The term “golden hall” refers to a structure whose primary function is to enshrine one or more Buddhist icons. Since these images are usually gilded, the light of the candles and oil lamps offered to them reflects off their bodies, causing the building to emit a golden glow that is likened to the Buddhist teaching illuminating the world with the light of wisdom.
Historically, Kohfukuji had three such Golden Halls. The oldest and most important was the Central Golden Hall, so named because it was located between the Eastern and Western Golden Halls at the very center of the temple. Constructed between 710 and 714 at the behest of the founding patron of Kohfukuji, Fujiwara no Fuhito (659–720), the original Central Golden Hall enshrined an image of the historical Buddha Shaka Nyorai (Skt. Śākyamuni) with two attendant bodhisattvas, two images of the Elven-headed Kannon, images of the Four Heavenly Kings, as well as a set of images recreating the heavenly palace of Miroku (Skt. Maitreya), the Buddha of the future.

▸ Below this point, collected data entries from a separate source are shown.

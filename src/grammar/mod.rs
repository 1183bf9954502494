//! Grammar Analyzer: a deterministic rule engine over Bulgarian text.
//!
//! Small, pure functions over `Lazy<HashMap<...>>`/`Lazy<Regex>` lookup
//! tables, one file per rule family. `analyze` composes them and is the
//! only public entry point; nothing here ever touches I/O or global
//! mutable state.

pub mod rules;

use crate::config::L1Language;
use serde::{Deserialize, Serialize};

#[derive(Debug, Clone, Copy, PartialEq, Eq, Serialize, Deserialize)]
#[serde(rename_all = "lowercase")]
pub enum Severity {
    Minor,
    Moderate,
    Serious,
}

impl Severity {
    fn rank(self) -> u8 {
        match self {
            Severity::Minor => 0,
            Severity::Moderate => 1,
            Severity::Serious => 2,
        }
    }
}

#[derive(Debug, Clone, Copy, PartialEq, Eq, Serialize, Deserialize)]
pub struct Span {
    pub start: usize,
    pub end: usize,
}

#[derive(Debug, Clone, Copy, PartialEq, Eq, Serialize, Deserialize)]
#[serde(rename_all = "snake_case")]
pub enum CorrectionType {
    NoInfinitive,
    DefiniteArticle,
    FutureShte,
    CliticPosition,
    Agreement,
    Case,
    Spelling,
    Vocab,
}

impl CorrectionType {
    /// Stable identifier used for tie-breaking (ties break by rule id,
    /// lexicographic).
    fn rule_id(self) -> &'static str {
        match self {
            CorrectionType::NoInfinitive => "no_infinitive",
            CorrectionType::DefiniteArticle => "definite_article",
            CorrectionType::FutureShte => "future_shte",
            CorrectionType::CliticPosition => "clitic_position",
            CorrectionType::Agreement => "agreement",
            CorrectionType::Case => "case",
            CorrectionType::Spelling => "spelling",
            CorrectionType::Vocab => "vocab",
        }
    }
}

#[derive(Debug, Clone, PartialEq, Serialize, Deserialize)]
pub struct Correction {
    #[serde(rename = "type")]
    pub kind: CorrectionType,
    pub before: String,
    pub after: String,
    pub note: String,
    pub error_tag: String,
    pub severity: Severity,
    pub span: Option<Span>,
}

/// Returns the substring of `text` covered by `span`, indexed by Unicode
/// scalar value (char) offsets rather than bytes, since Cyrillic text makes
/// byte offsets an awkward public contract.
pub fn char_slice(text: &str, span: Span) -> String {
    text.chars().skip(span.start).take(span.end - span.start).collect()
}

/// Converts a byte offset (as produced by `regex::Match`) into a char
/// offset. Rule modules match on byte-indexed regexes but spans on the wire
/// are char-indexed.
pub(crate) fn byte_to_char_offset(text: &str, byte_idx: usize) -> usize {
    text.char_indices().take_while(|(b, _)| *b < byte_idx).count()
}

/// Pure function: same input always yields the same output — no randomness,
/// no global time, no I/O.
///
/// `l1` selects which contrast note the Coach Orchestrator later attaches
/// from the Content Store; it does not change which errors are reported
/// here.
pub fn analyze(text: &str, _l1: L1Language) -> Vec<Correction> {
    use unicode_normalization::UnicodeNormalization;
    let normalized: String = text.nfc().collect();

    let mut found = Vec::new();
    found.extend(rules::no_infinitive::check(&normalized));
    found.extend(rules::future_shte::check(&normalized));
    found.extend(rules::definite_article::check(&normalized));
    found.extend(rules::clitic::check(&normalized));
    found.extend(rules::misc::check(&normalized));

    resolve_conflicts(found)
}

/// If two corrections' spans overlap, keep the higher-severity one,
/// breaking ties by rule id.
fn resolve_conflicts(mut corrections: Vec<Correction>) -> Vec<Correction> {
    corrections.sort_by(|a, b| match (a.span, b.span) {
        (Some(sa), Some(sb)) => sa.start.cmp(&sb.start),
        _ => std::cmp::Ordering::Equal,
    });

    let mut kept: Vec<Correction> = Vec::new();
    for candidate in corrections {
        let conflict_idx = kept.iter().position(|existing| match (existing.span, candidate.span) {
            (Some(a), Some(b)) => a.start < b.end && b.start < a.end,
            _ => false,
        });

        match conflict_idx {
            None => kept.push(candidate),
            Some(idx) => {
                let existing = &kept[idx];
                let candidate_wins = match candidate.severity.rank().cmp(&existing.severity.rank()) {
                    std::cmp::Ordering::Greater => true,
                    std::cmp::Ordering::Less => false,
                    std::cmp::Ordering::Equal => {
                        candidate.kind.rule_id() < existing.kind.rule_id()
                    }
                };
                if candidate_wins {
                    kept[idx] = candidate;
                }
            }
        }
    }
    kept
}

#[cfg(test)]
mod tests {
    use super::*;

    #[test]
    fn clean_sentence_has_no_corrections() {
        let result = analyze("Здравей, как си?", L1Language::Pl);
        assert!(result.is_empty());
    }

    #[test]
    fn char_slice_matches_before_invariant() {
        let corrections = analyze("Искам поръчвам кафе.", L1Language::Pl);
        for c in &corrections {
            if let Some(span) = c.span {
                assert_eq!(char_slice("Искам поръчвам кафе.", span), c.before);
            }
        }
    }

    #[test]
    fn overlapping_spans_keep_higher_severity() {
        let a = Correction {
            kind: CorrectionType::Agreement,
            before: "стол".into(),
            after: "стола".into(),
            note: String::new(),
            error_tag: String::new(),
            severity: Severity::Minor,
            span: Some(Span { start: 0, end: 4 }),
        };
        let b = Correction {
            kind: CorrectionType::DefiniteArticle,
            before: "стол".into(),
            after: "стола".into(),
            note: String::new(),
            error_tag: String::new(),
            severity: Severity::Serious,
            span: Some(Span { start: 0, end: 4 }),
        };
        let resolved = resolve_conflicts(vec![a, b]);
        assert_eq!(resolved.len(), 1);
        assert_eq!(resolved[0].kind, CorrectionType::DefiniteArticle);
    }

    #[test]
    fn correction_round_trips_through_json() {
        let c = Correction {
            kind: CorrectionType::FutureShte,
            before: "ходя".into(),
            after: "ще ходя".into(),
            note: "future tense needs ще".into(),
            error_tag: "future_shte".into(),
            severity: Severity::Moderate,
            span: Some(Span { start: 5, end: 9 }),
        };
        let json = serde_json::to_string(&c).unwrap();
        let back: Correction = serde_json::from_str(&json).unwrap();
        assert_eq!(c, back);
    }
}
/// Runs one `/ws/asr` connection to completion.
pub async fn run_session(socket: WebSocket, deps: Arc<SessionDeps>) {
    let (mut ws_tx, mut ws_rx) = socket.split();

    let outbound = Arc::new(OutboundQueue::new(
        deps.config.ws_backpressure_max_events,
        deps.config.ws_backpressure_max_bytes,
    ));

    let writer_outbound = outbound.clone();
    let writer_task = tokio::spawn(async move {
        while let Some(json) = writer_outbound.pop().await {
            if ws_tx.send(WsMessage::Text(json)).await.is_err() {
                break;
            }
        }
    });

    let ring = FrameRing::default();
    let reader_ring = ring.clone();
    let (control_tx, mut control_rx) = tokio::sync::mpsc::unbounded_channel::<ClientMessage>();
    let reader_outbound = outbound.clone();

    let reader_task = tokio::spawn(async move {
        while let Some(msg) = ws_rx.next().await {
            match msg {
                Ok(WsMessage::Binary(data)) => match frames_from_bytes(&data) {
                    Ok(frames) => {
                        for frame in frames {
                            reader_ring.push(frame);
                        }
                    }
                    Err(e) => {
                        let _ = reader_outbound.push(&ServerMessage::Error {
                            kind: "audio_format",
                            message: e.to_string(),
                            fatal: true,
                        });
                        reader_outbound.close();
                        break;
                    }
                },
                Ok(WsMessage::Text(text)) => match serde_json::from_str::<ClientMessage>(&text) {
                    Ok(client_msg) => {
                        if control_tx.send(client_msg).is_err() {
                            break;
                        }
                    }
                    Err(e) => {
                        let _ = reader_outbound.push(&ServerMessage::Error {
                            kind: "protocol",
                            message: e.to_string(),
                            fatal: false,
                        });
                    }
                },
                Ok(WsMessage::Close(_)) | Err(_) => break,
                Ok(_) => {}
            }
        }
        let _ = control_tx.send(ClientMessage::Stop);
    });

    outbound.push(&ServerMessage::Ready);

    let vad = (deps.vad_factory)();
    let mut segmenter = VadSegmenter::new(
        vad,
        crate::vad::segmenter::SegmenterConfig {
            vad_tail_ms: deps.config.vad_tail_ms,
            min_utt_ms: deps.config.min_utt_ms,
            max_utt_ms: deps.config.max_utt_ms,
            partial_interval_ms: deps.config.partial_interval_ms,
        },
    );
    let mut scheduler = AsrScheduler::new(
        deps.asr_engine.clone(),
        DecodeOpts {
            beam_size: deps.config.beam_size_partial as i32,
            temperature: 0.0,
            no_speech_threshold: deps.config.no_speech_threshold,
        },
        DecodeOpts {
            beam_size: deps.config.beam_size_final as i32,
            temperature: 0.0,
            no_speech_threshold: deps.config.no_speech_threshold,
        },
    );

    let learner_level = Level::B1;
    let mut stopping = false;
    let mut last_activity = tokio::time::Instant::now();

    loop {
        tokio::select! {
            frame = ring.pop() => {
                last_activity = tokio::time::Instant::now();
                if let Err(fatal) = handle_frame(frame, &mut segmenter, &mut scheduler, &outbound) {
                    let _ = outbound.push(&ServerMessage::Error {
                        kind: fatal.wire_kind(),
                        message: fatal.to_string(),
                        fatal: true,
                    });
                    break;
                }
            }
            event = scheduler.next_event() => {
                match event {
                    Some(AsrEvent::Partial { turn_seq, text }) => {
                        outbound.push(&ServerMessage::Partial { turn_seq, text });
                    }
                    Some(AsrEvent::Final { turn_seq, text, duration_ms }) => {
                        if let Err(fatal) = push_or_backpressure(&outbound, &ServerMessage::Final { turn_seq, text: text.clone(), duration_ms }) {
                            let _ = outbound.push(&ServerMessage::Error { kind: fatal.wire_kind(), message: fatal.to_string(), fatal: true });
                            break;
                        }
                        let corrections = analyze(&text, deps.config.l1_language);
                        let orchestrator = CoachOrchestrator::new(&deps.content, deps.config.l1_language.code(), learner_level);
                        let payload = orchestrator.compose(turn_seq, &text, corrections, deps.chat.as_ref()).await;
                        if let Err(fatal) = push_or_backpressure(&outbound, &ServerMessage::Coach { turn_seq, payload }) {
                            let _ = outbound.push(&ServerMessage::Error { kind: fatal.wire_kind(), message: fatal.to_string(), fatal: true });
                            break;
                        }
                    }
                    Some(AsrEvent::Fatal { message, .. }) => {
                        let _ = outbound.push(&ServerMessage::Error {
                            kind: "asr_fatal",
                            message,
                            fatal: true,
                        });
                        break;
                    }
                    None => break,
                }
            }
            control = control_rx.recv() => {
                last_activity = tokio::time::Instant::now();
                match control {
                    Some(ClientMessage::Start) => {
                        info!("session start acknowledged");
                    }
                    Some(ClientMessage::Stop) => {
                        segmenter.cancel();
                        scheduler.cancel();
                        if stopping {
                            break;
                        }
                        stopping = true;
                    }
                    Some(ClientMessage::Configure { vad_tail_ms }) => {
                        if let Some(tail_ms) = vad_tail_ms {
                            segmenter.reconfigure(crate::vad::segmenter::SegmenterConfig {
                                vad_tail_ms: tail_ms,
                                min_utt_ms: deps.config.min_utt_ms,
                                max_utt_ms: deps.config.max_utt_ms,
                                partial_interval_ms: deps.config.partial_interval_ms,
                            });
                        }
                    }
                    Some(ClientMessage::Ping) => {
                        outbound.push(&ServerMessage::Pong);
                    }
                    None => break,
                }
            }
            _ = tokio::time::sleep(Duration::from_millis(deps.config.heartbeat_interval_ms)) => {
                let idle_ms = last_activity.elapsed().as_millis() as u64;
                if idle_ms >= deps.config.heartbeat_timeout_ms {
                    warn!("session idle for {idle_ms}ms, closing");
                    let _ = outbound.push(&ServerMessage::Error {
                        kind: "timeout",
                        message: format!("no client activity for {idle_ms}ms"),
                        fatal: true,
                    });
                    break;
                } else if idle_ms >= deps.config.heartbeat_interval_ms {
                    outbound.push(&ServerMessage::Ping);
                }
            }
        }
    }

    outbound.close();
    reader_task.abort();
    let _ = writer_task.await;
}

Over the centuries, the Central Golden Hall burned down a total of seven times. In 1819, more than a hundred years after the most recent of these fires, donations from the people of Nara finally allowed for the erection of a small, temporary hall. By the 1970s, however, this structure had deteriorated to the point that it had to be abandoned, and ultimately demolished completely in the year 2000. Following its removal, a new building that faithfully reproduces both the dimensions and the architectural style of the Nara-period (710–794) original was erected on the site. This new Central Golden Hall, the first full-scale reconstruction in more than three centuries, was consecrated in October 2018 with an elaborate series of rituals and is now open to the public.
The current hall houses an image of Shaka Nyorai dated to 1811, Kamakura-period (1185–1333) sculptures of the Bodhisattvas Yakuō and Yakujō, the deity Daikokuten, and the Four Heavenly Kings, as well an enshrined image of the goddess Kisshōten (Skt. Lakṣmī) that dates to the Nanbokuchō Period (1336-1392). Perhaps the most unique feature of the hall is the so-called “Hossō Pillar,” which is entirely covered in large portraits of the patriarchs of the Hossō School of Buddhism.